Here's one way to do it manually (I'm assuming Python 3). There's probably a built-in way to do it, but I'm not aware of it, so I'll show how to manually instead

# declare the lists from your question
products = ['coca', 'pepsi', 'guarana', 'skol', 'brahma', 'agua', 'del valle', 'dolly', 'red bull', 'cachaça', 'vinho tinto', 'vodka', 'vinho branco', 'tequila', 'champagne', 'gin', 'guaracamp', 'matte', 'leite de castanha', 'leite', 'jurupinga', 'sprite', 'fanta']
sales = [1200, 300, 800, 1500, 1900, 2750, 400, 20, 23, 70, 90, 80, 1100, 999, 900, 880, 870, 50, 1111, 120, 300, 450, 800]

Next, combine them into a dictionary (credit to this answer for how)

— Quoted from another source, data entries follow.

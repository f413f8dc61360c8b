//! Immutable catalogue of read-only tools and their slash commands.

use crate::permissions::{Permission, PermissionTable, Role};
use crate::shortcut::error::{RegistryError, RegistryProblem};
use serde::{Deserialize, Serialize};
use std::collections::{BTreeMap, HashMap, HashSet};
use stillwater::validation::Validation;
use stillwater::NonEmptyVec;

type Check = Validation<(), NonEmptyVec<RegistryProblem>>;

/// Description of a tool. Execution lives outside this crate.
#[derive(Clone, Debug, PartialEq, Eq, Serialize, Deserialize)]
pub struct ToolDefinition {
    pub name: String,
    pub display_name: String,
    pub description: String,
    pub category: String,
    pub required_permission: Permission,
    pub is_write_action: bool,
}

impl ToolDefinition {
    /// A read-only tool.
    pub fn read_only(
        name: impl Into<String>,
        display_name: impl Into<String>,
        description: impl Into<String>,
        category: impl Into<String>,
        required_permission: Permission,
    ) -> Self {
        Self {
            name: name.into(),
            display_name: display_name.into(),
            description: description.into(),
            category: category.into(),
            required_permission,
            is_write_action: false,
        }
    }
}

#[derive(Clone, Debug, PartialEq, Eq, Serialize, Deserialize)]
pub struct SlashCommand {
    /// Command word without the leading slash, lowercase.
    pub command: String,
    pub tool_name: String,
    pub description: String,
    pub usage: String,
}

/// Result of parsing `/command arg key=value`.
#[derive(Clone, Debug, PartialEq, Eq)]
pub struct ParsedCommand {
    pub tool_name: String,
    /// Positional words are keyed `arg{N}` by their position among all
    /// words after the command; `key=value` words are keyed by `key`.
    pub args: BTreeMap<String, String>,
}

#[derive(Clone, Debug, Default)]
pub struct ToolRegistryBuilder {
    tools: Vec<ToolDefinition>,
    commands: Vec<SlashCommand>,
}

impl ToolRegistryBuilder {
    pub fn new() -> Self {
        Self::default()
    }

    pub fn tool(mut self, tool: ToolDefinition) -> Self {
        self.tools.push(tool);
        self
    }

    /// Register a tool together with a slash command that invokes it.
    pub fn tool_with_command(
        mut self,
        tool: ToolDefinition,
        command: &str,
        description: &str,
        usage: &str,
    ) -> Self {
        self.commands.push(SlashCommand {
            command: command.to_lowercase(),
            tool_name: tool.name.clone(),
            description: description.to_string(),
            usage: usage.to_string(),
        });
        self.tools.push(tool);
        self
    }

    pub fn build(self) -> Result<ToolRegistry, RegistryError> {
        let mut checks: Vec<Check> = Vec::new();
        let mut names: HashSet<&str> = HashSet::new();
        let mut words: HashSet<&str> = HashSet::new();

        for tool in &self.tools {
            if !names.insert(&tool.name) {
                checks.push(Validation::fail(RegistryProblem::DuplicateTool {
                    name: tool.name.clone(),
                }));
            }
        }
        for command in &self.commands {
            if !words.insert(&command.command) {
                checks.push(Validation::fail(RegistryProblem::DuplicateCommand {
                    command: command.command.clone(),
                }));
            }
            if !names.contains(command.tool_name.as_str()) {
                checks.push(Validation::fail(RegistryProblem::UnknownTool {
                    command: command.command.clone(),
                    tool: command.tool_name.clone(),
                }));
            }
        }

        if let Validation::Failure(problems) = Validation::all_vec(checks) {
            return Err(RegistryError {
                problems: problems.iter().cloned().collect(),
            });
        }

        let index = self
            .tools
            .iter()
            .enumerate()
            .map(|(i, tool)| (tool.name.clone(), i))
            .collect();

        Ok(ToolRegistry {
            tools: self.tools,
            index,
            commands: self.commands,
        })
    }
}

/// Read-only after construction; pass by reference.
#[derive(Clone, Debug)]
pub struct ToolRegistry {
    tools: Vec<ToolDefinition>,
    index: HashMap<String, usize>,
    commands: Vec<SlashCommand>,
}

impl ToolRegistry {
    pub fn builder() -> ToolRegistryBuilder {
        ToolRegistryBuilder::new()
    }

    /// The six built-in read tools.
    #[rustfmt::skip]
    pub fn standard() -> Result<Self, RegistryError> {
        Self::builder()
            .tool_with_command(
                ToolDefinition::read_only("fleet.list", "List Vehicles", "Show fleet vehicles with optional filters", "fleet", Permission::FleetRead),
                "fleet", "List fleet vehicles", "/fleet [status] [search=...]",
            )
            .tool_with_command(
                ToolDefinition::read_only("fleet.stats", "Fleet Summary", "Fleet status breakdown", "fleet", Permission::FleetRead),
                "fleet-stats", "Fleet status summary", "/fleet-stats",
            )
            .tool_with_command(
                ToolDefinition::read_only("task.list", "List Tasks", "Show tasks with optional priority/status filter", "task", Permission::TaskRead),
                "tasks", "List tasks", "/tasks [status|priority]",
            )
            .tool_with_command(
                ToolDefinition::read_only("incident.list", "List Incidents", "Show open incidents", "incident", Permission::IncidentRead),
                "incidents", "List open incidents", "/incidents [severity]",
            )
            .tool_with_command(
                ToolDefinition::read_only("finance.summary", "Finance Summary", "Revenue and payment overview", "finance", Permission::FinanceRead),
                "finance", "Finance overview", "/finance",
            )
            .tool_with_command(
                ToolDefinition::read_only("rentals.active", "Active Rentals", "Show currently active rentals", "rental", Permission::RentalRead),
                "rentals", "Active rentals", "/rentals",
            )
            .build()
    }

    pub fn get(&self, name: &str) -> Option<&ToolDefinition> {
        self.index.get(name).map(|i| &self.tools[*i])
    }

    /// Every tool, in registration order.
    pub fn tools(&self) -> &[ToolDefinition] {
        &self.tools
    }

    pub fn slash_commands(&self) -> &[SlashCommand] {
        &self.commands
    }

    /// Tools whose permission `role` holds.
    pub fn tools_for(&self, permissions: &PermissionTable, role: Role) -> Vec<&ToolDefinition> {
        self.tools
            .iter()
            .filter(|tool| permissions.has_permission(role, tool.required_permission))
            .collect()
    }

    /// Slash commands whose tool `role` may use.
    pub fn slash_commands_for(
        &self,
        permissions: &PermissionTable,
        role: Role,
    ) -> Vec<&SlashCommand> {
        self.commands
            .iter()
            .filter(|command| {
                self.get(&command.tool_name)
                    .is_some_and(|tool| permissions.has_permission(role, tool.required_permission))
            })
            .collect()
    }

    /// Resolve `/command words...` to a tool and its arguments.
    ///
    /// Returns `None` for input that is not a slash command or names an
    /// unregistered command.
    ///
    /// ```
    /// use fleet_lifecycle::shortcut::ToolRegistry;
    ///
    /// let registry = ToolRegistry::standard().unwrap();
    /// let parsed = registry.parse_slash_command("/Fleet AVAILABLE search=civic").unwrap();
    ///
    /// assert_eq!(parsed.tool_name, "fleet.list");
    /// assert_eq!(parsed.args["arg0"], "AVAILABLE");
    /// assert_eq!(parsed.args["search"], "civic");
    /// ```
    pub fn parse_slash_command(&self, input: &str) -> Option<ParsedCommand> {
        let rest = input.trim().strip_prefix('/')?;
        let mut words = rest.split_whitespace();
        let command = words.next()?.to_lowercase();
        let slash = self.commands.iter().find(|c| c.command == command)?;

        let args = words
            .enumerate()
            .map(|(i, word)| match word.split_once('=') {
                Some((key, value)) => (key.to_string(), value.to_string()),
                None => (format!("arg{i}"), word.to_string()),
            })
            .collect();

        Some(ParsedCommand {
            tool_name: slash.tool_name.clone(),
            args,
        })
    }
}

#[cfg(test)]
mod tests {
    use super::*;

    fn registry() -> ToolRegistry {
        ToolRegistry::standard().unwrap()
    }

    #[test]
    fn standard_registry_holds_six_read_tools() {
        let registry = registry();
        assert_eq!(registry.tools().len(), 6);
        assert_eq!(registry.slash_commands().len(), 6);
        assert!(registry.tools().iter().all(|t| !t.is_write_action));
        assert_eq!(
            registry.get("rentals.active").map(|t| t.required_permission),
            Some(Permission::RentalRead)
        );
        assert!(registry.get("fleet.delete").is_none());
    }

    #[test]
    fn tools_are_filtered_by_role() {
        let registry = registry();
        let table = PermissionTable::standard();

        let names: Vec<&str> = registry
            .tools_for(&table, Role::FinanceStaff)
            .into_iter()
            .map(|t| t.name.as_str())
            .collect();
        assert_eq!(
            names,
            vec!["fleet.list", "fleet.stats", "task.list", "finance.summary", "rentals.active"]
        );

        let commands: Vec<&str> = registry
            .slash_commands_for(&table, Role::FleetCoordinator)
            .into_iter()
            .map(|c| c.command.as_str())
            .collect();
        assert_eq!(commands, vec!["fleet", "fleet-stats", "tasks", "incidents", "rentals"]);
    }

    #[test]
    fn positional_index_counts_every_word() {
        let parsed = registry()
            .parse_slash_command("  /tasks open priority=high urgent ")
            .unwrap();

        assert_eq!(parsed.tool_name, "task.list");
        assert_eq!(parsed.args.get("arg0").map(String::as_str), Some("open"));
        assert_eq!(parsed.args.get("priority").map(String::as_str), Some("high"));
        assert_eq!(parsed.args.get("arg2").map(String::as_str), Some("urgent"));
        assert_eq!(parsed.args.len(), 3);
    }

    #[test]
    fn value_keeps_later_equals_signs() {
        let parsed = registry().parse_slash_command("/fleet search=a=b").unwrap();
        assert_eq!(parsed.args["search"], "a=b");
    }

    #[test]
    fn non_commands_do_not_parse() {
        let registry = registry();
        assert_eq!(registry.parse_slash_command("fleet"), None);
        assert_eq!(registry.parse_slash_command("/"), None);
        assert_eq!(registry.parse_slash_command("/teleport now"), None);
    }

    #[test]
    fn build_reports_every_problem() {
        let tool = ToolDefinition::read_only("a.list", "A", "A", "a", Permission::FleetRead);
        let err = ToolRegistry::builder()
            .tool_with_command(tool.clone(), "a", "", "")
            .tool_with_command(tool, "a", "", "")
            .build()
            .unwrap_err();

        assert_eq!(
            err.problems,
            vec![
                RegistryProblem::DuplicateTool { name: "a.list".to_string() },
                RegistryProblem::DuplicateCommand { command: "a".to_string() },
            ]
        );
    }
}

combined = dict(zip(products, sales))

We'll store the n most common in this array

overall_most_common = []

You'll replace 2 with how many most common you want

for i in range(2):
    most_common_key = None
    most_common_quantity = -1
    # for every element
    for item in combined:
        # if this prodcut has a higher quantity than our previous-highest, replace the old-highest with the current element
        if combined[item] > most_common_quantity:
            most_common_quantity = combined[item]
            most_common_key = item
    # save the most common in our output array
    overall_most_common.append(most_common_key)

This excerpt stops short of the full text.